[Brief]
These records must be written out again exactly.

[Supplied records]
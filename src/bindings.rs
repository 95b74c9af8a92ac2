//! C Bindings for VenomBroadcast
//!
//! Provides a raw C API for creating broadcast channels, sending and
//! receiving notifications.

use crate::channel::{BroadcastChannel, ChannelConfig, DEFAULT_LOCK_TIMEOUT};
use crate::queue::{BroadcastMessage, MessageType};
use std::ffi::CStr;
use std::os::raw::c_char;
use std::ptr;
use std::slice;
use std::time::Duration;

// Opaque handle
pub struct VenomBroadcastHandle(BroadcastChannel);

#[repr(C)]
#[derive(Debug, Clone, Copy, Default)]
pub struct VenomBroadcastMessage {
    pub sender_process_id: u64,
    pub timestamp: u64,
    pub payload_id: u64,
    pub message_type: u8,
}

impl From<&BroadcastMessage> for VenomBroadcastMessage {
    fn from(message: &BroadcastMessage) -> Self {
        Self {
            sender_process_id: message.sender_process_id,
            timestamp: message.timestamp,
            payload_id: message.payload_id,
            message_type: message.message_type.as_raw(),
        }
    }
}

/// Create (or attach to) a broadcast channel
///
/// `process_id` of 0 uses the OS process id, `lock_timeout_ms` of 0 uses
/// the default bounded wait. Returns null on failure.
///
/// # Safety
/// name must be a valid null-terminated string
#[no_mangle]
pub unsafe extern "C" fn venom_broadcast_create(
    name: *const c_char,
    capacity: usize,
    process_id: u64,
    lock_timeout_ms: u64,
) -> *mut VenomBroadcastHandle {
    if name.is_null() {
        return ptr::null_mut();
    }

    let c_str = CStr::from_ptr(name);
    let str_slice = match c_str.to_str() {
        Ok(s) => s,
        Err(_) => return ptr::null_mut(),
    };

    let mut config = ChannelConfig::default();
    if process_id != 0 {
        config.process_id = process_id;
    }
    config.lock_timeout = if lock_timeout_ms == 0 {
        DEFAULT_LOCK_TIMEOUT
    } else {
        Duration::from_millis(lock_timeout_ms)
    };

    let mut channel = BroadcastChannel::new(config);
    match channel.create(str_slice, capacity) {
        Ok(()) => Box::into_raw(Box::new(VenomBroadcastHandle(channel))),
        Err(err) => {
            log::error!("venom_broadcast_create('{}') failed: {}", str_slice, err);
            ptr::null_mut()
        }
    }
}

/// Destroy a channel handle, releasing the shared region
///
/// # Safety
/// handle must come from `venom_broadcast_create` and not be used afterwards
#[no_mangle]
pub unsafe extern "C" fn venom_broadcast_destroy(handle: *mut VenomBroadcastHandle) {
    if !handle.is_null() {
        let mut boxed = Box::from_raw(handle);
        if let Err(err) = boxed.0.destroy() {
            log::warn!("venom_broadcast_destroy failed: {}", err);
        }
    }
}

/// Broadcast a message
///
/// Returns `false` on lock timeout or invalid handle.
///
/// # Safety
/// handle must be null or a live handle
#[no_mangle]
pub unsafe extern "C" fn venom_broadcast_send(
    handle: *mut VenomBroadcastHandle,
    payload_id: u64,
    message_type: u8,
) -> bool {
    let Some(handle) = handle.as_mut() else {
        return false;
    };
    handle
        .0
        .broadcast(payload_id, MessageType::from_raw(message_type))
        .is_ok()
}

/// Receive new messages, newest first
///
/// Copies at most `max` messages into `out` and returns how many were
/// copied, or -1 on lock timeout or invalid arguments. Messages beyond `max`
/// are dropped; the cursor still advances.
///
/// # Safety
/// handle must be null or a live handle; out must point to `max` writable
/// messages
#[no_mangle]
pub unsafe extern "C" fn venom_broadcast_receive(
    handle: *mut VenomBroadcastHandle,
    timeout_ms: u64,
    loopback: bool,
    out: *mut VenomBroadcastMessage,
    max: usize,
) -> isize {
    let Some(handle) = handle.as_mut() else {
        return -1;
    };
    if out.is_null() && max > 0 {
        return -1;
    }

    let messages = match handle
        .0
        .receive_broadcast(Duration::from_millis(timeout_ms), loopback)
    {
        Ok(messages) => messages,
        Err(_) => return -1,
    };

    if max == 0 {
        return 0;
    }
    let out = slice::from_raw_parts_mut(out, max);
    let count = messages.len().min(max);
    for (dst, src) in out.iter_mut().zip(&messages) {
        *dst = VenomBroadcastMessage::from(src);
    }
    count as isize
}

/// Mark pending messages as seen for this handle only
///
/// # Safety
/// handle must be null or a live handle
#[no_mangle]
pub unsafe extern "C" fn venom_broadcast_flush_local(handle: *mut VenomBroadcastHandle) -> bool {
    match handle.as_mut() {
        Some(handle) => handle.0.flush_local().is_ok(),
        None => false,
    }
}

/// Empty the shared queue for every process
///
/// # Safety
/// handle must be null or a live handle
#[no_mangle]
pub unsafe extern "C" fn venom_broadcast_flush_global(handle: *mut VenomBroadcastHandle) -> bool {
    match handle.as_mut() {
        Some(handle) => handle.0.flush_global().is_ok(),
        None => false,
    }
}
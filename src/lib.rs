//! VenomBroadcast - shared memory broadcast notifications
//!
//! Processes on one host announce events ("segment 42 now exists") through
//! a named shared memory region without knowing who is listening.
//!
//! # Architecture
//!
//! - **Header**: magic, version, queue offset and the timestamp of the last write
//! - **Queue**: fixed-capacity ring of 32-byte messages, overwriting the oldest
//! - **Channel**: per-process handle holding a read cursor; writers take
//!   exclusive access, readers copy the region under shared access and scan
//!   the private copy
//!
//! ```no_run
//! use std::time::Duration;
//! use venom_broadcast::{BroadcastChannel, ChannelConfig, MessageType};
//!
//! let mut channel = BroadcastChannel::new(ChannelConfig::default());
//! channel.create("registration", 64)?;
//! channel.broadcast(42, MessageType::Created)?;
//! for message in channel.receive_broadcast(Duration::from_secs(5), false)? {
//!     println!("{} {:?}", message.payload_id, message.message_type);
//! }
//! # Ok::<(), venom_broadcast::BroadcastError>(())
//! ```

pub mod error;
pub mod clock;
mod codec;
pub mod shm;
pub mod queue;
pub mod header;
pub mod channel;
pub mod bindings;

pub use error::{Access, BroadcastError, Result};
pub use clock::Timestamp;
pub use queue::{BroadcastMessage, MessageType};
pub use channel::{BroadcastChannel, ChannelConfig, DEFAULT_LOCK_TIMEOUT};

[Task response]
filename src/bindings.rs
repository 95b74c9af8a92ac2
//! C Bindings for VenomBroadcast
//!
//! Provides a raw C API for creating broadcast channels, sending and
//! receiving notifications.

use crate::channel::{BroadcastChannel, ChannelConfig, DEFAULT_LOCK_TIMEOUT};
use crate::queue::{BroadcastMessage, MessageType};
use std::ffi::CStr;
use std::os::raw::c_char;
use std::ptr;
use std::slice;
use std::time::Duration;

// Opaque handle
pub struct VenomBroadcastHandle(BroadcastChannel);

#[repr(C)]
#[derive(Debug, Clone, Copy, Default)]
pub struct VenomBroadcastMessage {
    pub sender_process_id: u64,
    pub timestamp: u64,
    pub payload_id: u64,
    pub message_type: u8,
}

impl From<&BroadcastMessage> for VenomBroadcastMessage {
    fn from(message: &BroadcastMessage) -> Self {
        Self {
            sender_process_id: message.sender_process_id,
            timestamp: message.timestamp,
            payload_id: message.payload_id,
            message_type: message.message_type.as_raw(),
        }
    }
}

/// Create (or attach to) a broadcast channel
///
/// `process_id` of 0 uses the OS process id, `lock_timeout_ms` of 0 uses
/// the default bounded wait. Returns null on failure.
///
/// # Safety
/// name must be a valid null-terminated string
#[no_mangle]
pub unsafe extern "C" fn venom_broadcast_create(
    name: *const c_char,
    capacity: usize,
    process_id: u64,
    lock_timeout_ms: u64,
) -> *mut VenomBroadcastHandle {
    if name.is_null() {
        return ptr::null_mut();
    }

    let c_str = CStr::from_ptr(name);
    let str_slice = match c_str.to_str() {
        Ok(s) => s,
        Err(_) => return ptr::null_mut(),
    };

    let mut config = ChannelConfig::default();
    if process_id != 0 {
        config.process_id = process_id;
    }
    config.lock_timeout = if lock_timeout_ms == 0 {
        DEFAULT_LOCK_TIMEOUT
    } else {
        Duration::from_millis(lock_timeout_ms)
    };

    let mut channel = BroadcastChannel::new(config);
    match channel.create(str_slice, capacity) {
        Ok(()) => Box::into_raw(Box::new(VenomBroadcastHandle(channel))),
        Err(err) => {
            log::error!("venom_broadcast_create('{}') failed: {}", str_slice, err);
            ptr::null_mut()
        }
    }
}

/// Destroy a channel handle, releasing the shared region
///
/// # Safety
/// handle must come from `venom_broadcast_create` and not be used afterwards
#[no_mangle]
pub unsafe extern "C" fn venom_broadcast_destroy(handle: *mut VenomBroadcastHandle) {
    if !handle.is_null() {
        let mut boxed = Box::from_raw(handle);
        if let Err(err) = boxed.0.destroy() {
            log::warn!("venom_broadcast_destroy failed: {}", err);
        }
    }
}

/// Broadcast a message
///
/// Returns `false` on lock timeout or invalid handle.
///
/// # Safety
/// handle must be null or a live handle
#[no_mangle]
pub unsafe extern "C" fn venom_broadcast_send(
    handle: *mut VenomBroadcastHandle,
    payload_id: u64,
    message_type: u8,
) -> bool {
    let Some(handle) = handle.as_mut() else {
        return false;
    };
    handle
        .0
        .broadcast(payload_id, MessageType::from_raw(message_type))
        .is_ok()
}

/// Receive new messages, newest first
///
/// Copies at most `max` messages into `out` and returns how many were
/// copied, or -1 on lock timeout or invalid arguments. Messages beyond `max`
/// are dropped; the cursor still advances.
///
/// # Safety
/// handle must be null or a live handle; out must point to `max` writable
/// messages
#[no_mangle]
pub unsafe extern "C" fn venom_broadcast_receive(
    handle: *mut VenomBroadcastHandle,
    timeout_ms: u64,
    loopback: bool,
    out: *mut VenomBroadcastMessage,
    max: usize,
) -> isize {
    let Some(handle) = handle.as_mut() else {
        return -1;
    };
    if out.is_null() && max > 0 {
        return -1;
    }

    let messages = match handle
        .0
        .receive_broadcast(Duration::from_millis(timeout_ms), loopback)
    {
        Ok(messages) => messages,
        Err(_) => return -1,
    };

    if max == 0 {
        return 0;
    }
    let out = slice::from_raw_parts_mut(out, max);
    let count = messages.len().min(max);
    for (dst, src) in out.iter_mut().zip(&messages) {
        *dst = VenomBroadcastMessage::from(src);
    }
    count as isize
}

/// Mark pending messages as seen for this handle only
///
/// # Safety
/// handle must be null or a live handle
#[no_mangle]
pub unsafe extern "C" fn venom_broadcast_flush_local(handle: *mut VenomBroadcastHandle) -> bool {
    match handle.as_mut() {
        Some(handle) => handle.0.flush_local().is_ok(),
        None => false,
    }
}

/// Empty the shared queue for every process
///
/// # Safety
/// handle must be null or a live handle
#[no_mangle]
pub unsafe extern "C" fn venom_broadcast_flush_global(handle: *mut VenomBroadcastHandle) -> bool {
    match handle.as_mut() {
        Some(handle) => handle.0.flush_global().is_ok(),
        None => false,
    }
}
filename src/lib.rs
//! VenomBroadcast - shared memory broadcast notifications
//!
//! Processes on one host announce events ("segment 42 now exists") through
//! a named shared memory region without knowing who is listening.
//!
//! # Architecture
//!
//! - **Header**: magic, version, queue offset and the timestamp of the last write
//! - **Queue**: fixed-capacity ring of 32-byte messages, overwriting the oldest
//! - **Channel**: per-process handle holding a read cursor; writers take
//!   exclusive access, readers copy the region under shared access and scan
//!   the private copy
//!
//! ```no_run
//! use std::time::Duration;
//! use venom_broadcast::{BroadcastChannel, ChannelConfig, MessageType};
//!
//! let mut channel = BroadcastChannel::new(ChannelConfig::default());
//! channel.create("registration", 64)?;
//! channel.broadcast(42, MessageType::Created)?;
//! for message in channel.receive_broadcast(Duration::from_secs(5), false)? {
//!     println!("{} {:?}", message.payload_id, message.message_type);
//! }
//! # Ok::<(), venom_broadcast::BroadcastError>(())
//! ```

pub mod error;
pub mod clock;
mod codec;
pub mod shm;
pub mod queue;
pub mod header;
pub mod channel;
pub mod bindings;

pub use error::{Access, BroadcastError, Result};
pub use clock::Timestamp;
pub use queue::{BroadcastMessage, MessageType};
pub use channel::{BroadcastChannel, ChannelConfig, DEFAULT_LOCK_TIMEOUT};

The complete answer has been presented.